As estatais federais acumularam um déficit de R$ 3,3 bilhões, enquanto as empresas estaduais somaram R$ 3,8 bilhões em prejuízos. O déficit acontece quando os gastos das empresas superam suas receitas. Importante ressaltar que os números do relatório não incluem empresas como Petrobras e instituições financeiras, como o Banco do Brasil e a Caixa Econômica Federal.
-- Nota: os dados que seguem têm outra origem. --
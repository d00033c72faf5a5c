use std::sync::Arc;

use dashmap::DashMap;
use tokio::sync::{Mutex, mpsc};
use tracing::debug;

use reaper_common::StoreError;

use crate::entry::{Entry, Timestamp};
use crate::journal::JournalRecord;

/// Estado compartilhado entre o engine e os handlers de eventos.
struct SharedState {
    data: DashMap<String, Entry>,
    /// Lock de escritor único. Guarda o sender do journal para que a ordem
    /// dos registros no arquivo seja a mesma das mutações em memória.
    writer: Mutex<Option<mpsc::Sender<JournalRecord>>>,
}

/// Handle para o Entry Store. Clonar é barato.
#[derive(Clone)]
pub struct EntryStore {
    shared: Arc<SharedState>,
}

impl EntryStore {
    /// Store apenas em memória (sem journal).
    pub fn new() -> Self {
        EntryStore {
            shared: Arc::new(SharedState {
                data: DashMap::new(),
                writer: Mutex::new(None),
            }),
        }
    }

    /// Passa a registrar toda mutação no journal.
    pub async fn attach_journal(&self, tx: mpsc::Sender<JournalRecord>) {
        *self.shared.writer.lock().await = Some(tx);
    }

    /// Solta o sender do journal para que o writer faça o flush final e
    /// encerre. Mutações seguintes ficam só em memória.
    pub async fn detach_journal(&self) {
        self.shared.writer.lock().await.take();
    }

    /// Upsert por id. Retorna a entrada anterior, se havia.
    pub async fn put(&self, entry: Entry) -> Result<Option<Entry>, StoreError> {
        if entry.id.is_empty() {
            return Err(StoreError::EmptyId);
        }

        let writer = self.shared.writer.lock().await;
        journal(&writer, JournalRecord::Put(entry.clone())).await?;
        Ok(self.shared.data.insert(entry.id.clone(), entry))
    }

    pub fn get(&self, id: &str) -> Option<Entry> {
        self.shared.data.get(id).map(|e| e.clone())
    }

    /// Atualiza `last_active_at` se a entrada existir.
    /// Retorna false quando o id não é rastreado.
    pub async fn touch(&self, id: &str, timestamp: Timestamp) -> Result<bool, StoreError> {
        let writer = self.shared.writer.lock().await;

        let mut updated = match self.get(id) {
            Some(e) => e,
            None => return Ok(false),
        };
        updated.touch(timestamp);

        journal(&writer, JournalRecord::Put(updated.clone())).await?;
        self.shared.data.insert(updated.id.clone(), updated);
        Ok(true)
    }

    /// Idempotente: remover id ausente não é erro. Retorna se havia entrada.
    pub async fn remove(&self, id: &str) -> Result<bool, StoreError> {
        let writer = self.shared.writer.lock().await;

        if !self.shared.data.contains_key(id) {
            return Ok(false);
        }

        journal(&writer, JournalRecord::Del(id.to_string())).await?;
        Ok(self.shared.data.remove(id).is_some())
    }

    /// Snapshot não ordenado. Não é consistente com escritas concorrentes.
    pub fn list_all(&self) -> Vec<Entry> {
        self.shared.data.iter().map(|e| e.value().clone()).collect()
    }

    pub fn contains(&self, id: &str) -> bool {
        self.shared.data.contains_key(id)
    }

    pub fn len(&self) -> usize {
        self.shared.data.len()
    }

    pub fn is_empty(&self) -> bool {
        self.shared.data.is_empty()
    }

    /// Aplica um registro do journal sem re-journalizar (replay).
    pub(crate) fn apply(&self, record: JournalRecord) {
        match record {
            JournalRecord::Put(entry) => {
                self.shared.data.insert(entry.id.clone(), entry);
            }
            JournalRecord::Del(id) => {
                self.shared.data.remove(&id);
            }
        }
    }
}

impl Default for EntryStore {
    fn default() -> Self {
        Self::new()
    }
}

async fn journal(
    writer: &Option<mpsc::Sender<JournalRecord>>,
    record: JournalRecord,
) -> Result<(), StoreError> {
    let Some(tx) = writer else {
        return Ok(());
    };
    debug!("journal: {record:?}");
    tx.send(record)
        .await
        .map_err(|_| StoreError::Io("journal encerrado".into()))
}
//! API error type and [`axum::response::IntoResponse`] implementation.

use axum::{
  Json,
  http::StatusCode,
  response::{IntoResponse, Response},
};
use serde_json::json;
use thiserror::Error;

/// An error returned by an API handler.
#[derive(Debug, Error)]
pub enum ApiError {
  #[error("not found: {0}")]
  NotFound(String),

  #[error("bad request: {0}")]
  BadRequest(String),

  #[error("store error: {0}")]
  Store(#[source] Box<dyn std::error::Error + Send + Sync>),
}

impl From<roster_core::Error> for ApiError {
  fn from(e: roster_core::Error) -> Self {
    match e {
      roster_core::Error::NullArgument(_) | roster_core::Error::InvalidArgument(_) => {
        ApiError::BadRequest(e.to_string())
      }
      roster_core::Error::Repository(inner) => ApiError::Store(inner),
    }
  }
}

impl IntoResponse for ApiError {
  fn into_response(self) -> Response {
    let (status, message) = match &self {
      ApiError::NotFound(m) => (StatusCode::NOT_FOUND, m.clone()),
      ApiError::BadRequest(m) => (StatusCode::BAD_REQUEST, m.clone()),
      ApiError::Store(e) => {
        tracing::error!(error = %e, "store failure");
        (StatusCode::INTERNAL_SERVER_ERROR, e.to_string())
      }
    };
    (status, Json(json!({ "error": message }))).into_response()
  }
}
//! Field-level validation of request DTOs.
//!
//! Every failing rule is collected, in declaration order. The stores surface
//! only the first one as [`Error::InvalidArgument`].

use std::{fmt, sync::LazyLock};

use regex::Regex;

use crate::Error;

#[allow(clippy::expect_used)]
static EMAIL: LazyLock<Regex> = LazyLock::new(|| {
  Regex::new(r"^[^@\s]+@[^@\s]+$").expect("static regex should not panic")
});

/// A single failed rule.
#[derive(Debug, Clone, PartialEq, Eq)]
pub struct FieldError {
  pub field:   &'static str,
  pub message: &'static str,
}

/// All rules that failed for one request, in the order they were checked.
#[derive(Debug, Clone, Default, PartialEq, Eq)]
pub struct ValidationErrors(Vec<FieldError>);

impl ValidationErrors {
  pub fn push(&mut self, field: &'static str, message: &'static str) {
    self.0.push(FieldError { field, message });
  }

  pub fn is_empty(&self) -> bool { self.0.is_empty() }

  pub fn first(&self) -> Option<&FieldError> { self.0.first() }

  pub fn iter(&self) -> impl Iterator<Item = &FieldError> { self.0.iter() }

  /// `Ok(())` if no rule failed.
  pub fn into_result(self) -> Result<(), Self> {
    if self.is_empty() { Ok(()) } else { Err(self) }
  }
}

impl fmt::Display for ValidationErrors {
  fn fmt(&self, f: &mut fmt::Formatter<'_>) -> fmt::Result {
    match self.first() {
      Some(e) => f.write_str(e.message),
      None => f.write_str("valid"),
    }
  }
}

impl From<ValidationErrors> for Error {
  fn from(errors: ValidationErrors) -> Self {
    Error::InvalidArgument(errors.to_string())
  }
}

/// Implemented by every request type a store accepts.
pub trait Validate {
  fn validate(&self) -> Result<(), ValidationErrors>;
}

/// `true` for a missing, empty, or whitespace-only value.
pub fn is_blank(value: Option<&str>) -> bool {
  value.is_none_or(|v| v.trim().is_empty())
}

/// A single `@` with something on both sides and no whitespace anywhere.
pub fn is_email(value: &str) -> bool { EMAIL.is_match(value) }

#[cfg(test)]
mod tests {
  use super::*;

  #[test]
  fn blank_values() {
    assert!(is_blank(None));
    assert!(is_blank(Some("")));
    assert!(is_blank(Some("  \t")));
    assert!(!is_blank(Some("x")));
  }

  #[test]
  fn email_shapes() {
    assert!(is_email("person@example.com"));
    assert!(is_email("a@b"));
    assert!(!is_email("person.example.com"));
    assert!(!is_email("@example.com"));
    assert!(!is_email("person@"));
    assert!(!is_email("a@b@c"));
    assert!(!is_email("a b@c"));
  }

  #[test]
  fn first_error_wins() {
    let mut errors = ValidationErrors::default();
    errors.push("person_name", "Person name is required");
    errors.push("email", "Email is required");

    let err = Error::from(errors.clone());
    assert!(
      matches!(err, Error::InvalidArgument(ref m) if m == "Person name is required")
    );
    assert_eq!(errors.iter().count(), 2);
  }

  #[test]
  fn empty_is_ok() {
    assert!(ValidationErrors::default().into_result().is_ok());
  }
}
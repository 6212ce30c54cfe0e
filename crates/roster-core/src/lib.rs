//! Core types and business rules for the Roster country/person registry.
//!
//! This crate is deliberately free of HTTP and database dependencies.
//! Storage backends implement [`repository::Repository`]; the stores in
//! [`countries`] and [`persons`] hold the validation, uniqueness, filtering
//! and sorting rules on top of it.

// We intentionally use native `async fn` in traits (stabilised in Rust 1.75).
// Suppress the advisory lint about `Send` bounds on the returned futures.
#![allow(async_fn_in_trait)]

pub mod countries;
pub mod country;
pub mod error;
pub mod memory;
pub mod person;
pub mod persons;
pub mod query;
pub mod repository;
pub mod validate;

pub use error::{Error, Result};
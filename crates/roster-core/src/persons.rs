//! [`PersonStore`]: CRUD, filtering and sorting over persons.

use std::sync::Arc;

use chrono::{NaiveDate, Utc};
use uuid::Uuid;

use crate::{
  Error, Result,
  countries::CountryNameLookup,
  person::{Person, PersonAddRequest, PersonResponse, PersonUpdateRequest},
  query::{self, SortOrder},
  repository::Repository,
  validate::Validate as _,
};

/// Owns the lifecycle of [`Person`] records.
///
/// `L` resolves each person's country id to a name on every read; it is a
/// lookup only and never written through.
#[derive(Debug)]
pub struct PersonStore<R, L> {
  repo:      Arc<R>,
  countries: L,
}

impl<R, L: Clone> Clone for PersonStore<R, L> {
  fn clone(&self) -> Self {
    Self { repo: Arc::clone(&self.repo), countries: self.countries.clone() }
  }
}

impl<R, L> PersonStore<R, L>
where
  R: Repository<Person>,
  L: CountryNameLookup,
{
  pub fn new(repo: Arc<R>, countries: L) -> Self { Self { repo, countries } }

  async fn to_response(&self, person: Person, today: NaiveDate) -> Result<PersonResponse> {
    let country_name = match person.country_id {
      Some(id) => self.countries.resolve_country_name(id).await?,
      None => None,
    };
    Ok(PersonResponse::from_person(person, country_name, today))
  }

  /// Validate and persist a new person. The country id is stored as given.
  pub async fn add_person(&self, request: Option<PersonAddRequest>) -> Result<PersonResponse> {
    let request = request.ok_or(Error::NullArgument("person_add_request"))?;
    if let Err(errors) = request.validate() {
      tracing::debug!(?errors, "rejected person");
      return Err(errors.into());
    }

    let person = self
      .repo
      .add(request.into_person(Uuid::new_v4()))
      .await
      .map_err(Error::repository)?;

    tracing::info!(person_id = %person.person_id, "person added");
    self.to_response(person, today()).await
  }

  pub async fn get_all_persons(&self) -> Result<Vec<PersonResponse>> {
    let persons = self.repo.get_all().await.map_err(Error::repository)?;
    let today = today();

    let mut responses = Vec::with_capacity(persons.len());
    for person in persons {
      responses.push(self.to_response(person, today).await?);
    }
    Ok(responses)
  }

  /// `None` for a missing id or one that matches no person.
  pub async fn get_person_by_id(&self, id: Option<Uuid>) -> Result<Option<PersonResponse>> {
    let Some(id) = id else { return Ok(None) };
    match self.repo.get_by_id(id).await.map_err(Error::repository)? {
      Some(person) => Ok(Some(self.to_response(person, today()).await?)),
      None => Ok(None),
    }
  }

  /// All persons whose `search_by` field contains `search_string`; see
  /// [`query::filter_persons`] for the pass-through cases.
  pub async fn get_filtered_persons(
    &self,
    search_by: &str,
    search_string: &str,
  ) -> Result<Vec<PersonResponse>> {
    let all = self.get_all_persons().await?;
    Ok(query::filter_persons(all, search_by, search_string))
  }

  /// Stable sort by field name; an empty or unknown field is a no-op.
  pub fn get_sorted_persons(
    &self,
    persons: Vec<PersonResponse>,
    sort_by: &str,
    sort_order: SortOrder,
  ) -> Vec<PersonResponse> {
    query::sort_persons(persons, sort_by, sort_order)
  }

  /// Replace every mutable field of an existing person.
  pub async fn update_person(
    &self,
    request: Option<PersonUpdateRequest>,
  ) -> Result<PersonResponse> {
    let request = request.ok_or(Error::NullArgument("person_update_request"))?;
    if let Err(errors) = request.validate() {
      tracing::debug!(?errors, "rejected person update");
      return Err(errors.into());
    }

    let person_id = request.person_id;
    let Some(mut person) = self.repo.get_by_id(person_id).await.map_err(Error::repository)?
    else {
      tracing::debug!(%person_id, "update of unknown person");
      return Err(missing_person());
    };

    request.apply_to(&mut person);
    let updated = self
      .repo
      .update(person)
      .await
      .map_err(Error::repository)?
      .ok_or_else(missing_person)?;

    tracing::info!(%person_id, "person updated");
    self.to_response(updated, today()).await
  }

  /// Returns `false` if no person has this id.
  pub async fn delete_person(&self, id: Option<Uuid>) -> Result<bool> {
    let id = id.ok_or(Error::NullArgument("person_id"))?;
    let deleted = self.repo.delete(id).await.map_err(Error::repository)?;
    if deleted {
      tracing::info!(person_id = %id, "person deleted");
    }
    Ok(deleted)
  }
}

fn missing_person() -> Error { Error::InvalidArgument("Given person id doesn't exist".into()) }

fn today() -> NaiveDate { Utc::now().date_naive() }
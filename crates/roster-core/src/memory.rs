//! [`MemoryRepository`]: a [`Repository`] over an owned `Vec`.
//!
//! Each instance owns its collection; there is no shared or static state, so
//! every test or server run constructs its own.

use std::convert::Infallible;

use tokio::sync::RwLock;
use uuid::Uuid;

use crate::repository::{Entity, Repository};

#[derive(Debug)]
pub struct MemoryRepository<T> {
  items: RwLock<Vec<T>>,
}

impl<T> MemoryRepository<T> {
  pub fn new() -> Self { Self { items: RwLock::new(Vec::new()) } }
}

impl<T> Default for MemoryRepository<T> {
  fn default() -> Self { Self::new() }
}

impl<T: Entity> Repository<T> for MemoryRepository<T> {
  type Error = Infallible;

  async fn add(&self, entity: T) -> Result<T, Infallible> {
    self.items.write().await.push(entity.clone());
    Ok(entity)
  }

  async fn get_all(&self) -> Result<Vec<T>, Infallible> {
    Ok(self.items.read().await.clone())
  }

  async fn get_by_id(&self, id: Uuid) -> Result<Option<T>, Infallible> {
    Ok(self.items.read().await.iter().find(|e| e.id() == id).cloned())
  }

  async fn update(&self, entity: T) -> Result<Option<T>, Infallible> {
    let mut items = self.items.write().await;
    match items.iter_mut().find(|e| e.id() == entity.id()) {
      Some(slot) => {
        *slot = entity.clone();
        Ok(Some(entity))
      }
      None => Ok(None),
    }
  }

  async fn delete(&self, id: Uuid) -> Result<bool, Infallible> {
    let mut items = self.items.write().await;
    let before = items.len();
    items.retain(|e| e.id() != id);
    Ok(items.len() != before)
  }

  async fn find_where<'a, P>(&'a self, predicate: P) -> Result<Vec<T>, Infallible>
  where
    P: Fn(&T) -> bool + Send + 'a,
  {
    Ok(
      self
        .items
        .read()
        .await
        .iter()
        .filter(|e| predicate(*e))
        .cloned()
        .collect(),
    )
  }
}
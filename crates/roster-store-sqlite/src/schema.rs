//! SQL schema for the Roster SQLite store.
//!
//! Executed once at connection startup. Future migrations will be gated on
//! `PRAGMA user_version`.

/// Full schema DDL; idempotent thanks to `CREATE TABLE IF NOT EXISTS`.
pub const SCHEMA: &str = "
PRAGMA journal_mode = WAL;

CREATE TABLE IF NOT EXISTS countries (
    country_id   TEXT PRIMARY KEY,
    country_name TEXT NOT NULL UNIQUE
);

-- country_id is not a foreign key; dangling ids are allowed.
CREATE TABLE IF NOT EXISTS persons (
    person_id            TEXT PRIMARY KEY,
    person_name          TEXT NOT NULL,
    email                TEXT NOT NULL,
    date_of_birth        TEXT,            -- YYYY-MM-DD
    gender               TEXT,
    country_id           TEXT,
    address              TEXT,
    receive_news_letters INTEGER NOT NULL DEFAULT 0
);

CREATE INDEX IF NOT EXISTS persons_country_idx ON persons(country_id);

PRAGMA user_version = 1;
";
As estatais federais são divididas entre aquelas que dependem de recursos do Tesouro Nacional e outras independentes, como os Correios. No início de outubro, o governo federal apresentou ao Congresso um projeto com novas regras para as estatais, visando reduzir a dependência financeira do Tesouro. Atualmente, 17 estatais recebem aportes do governo, com gastos regulados pelo arcabouço fiscal.
Entre as estatais que recebem esses recursos estão a Embrapa, focada em pesquisas agropecuárias, a Codevasf, que realiza obras públicas, e a Conab, responsável pela gestão de estoques de produtos agrícolas.
A proposta do governo busca melhorar a eficiência das estatais, reduzir os déficits e aliviar o impacto sobre as contas públicas.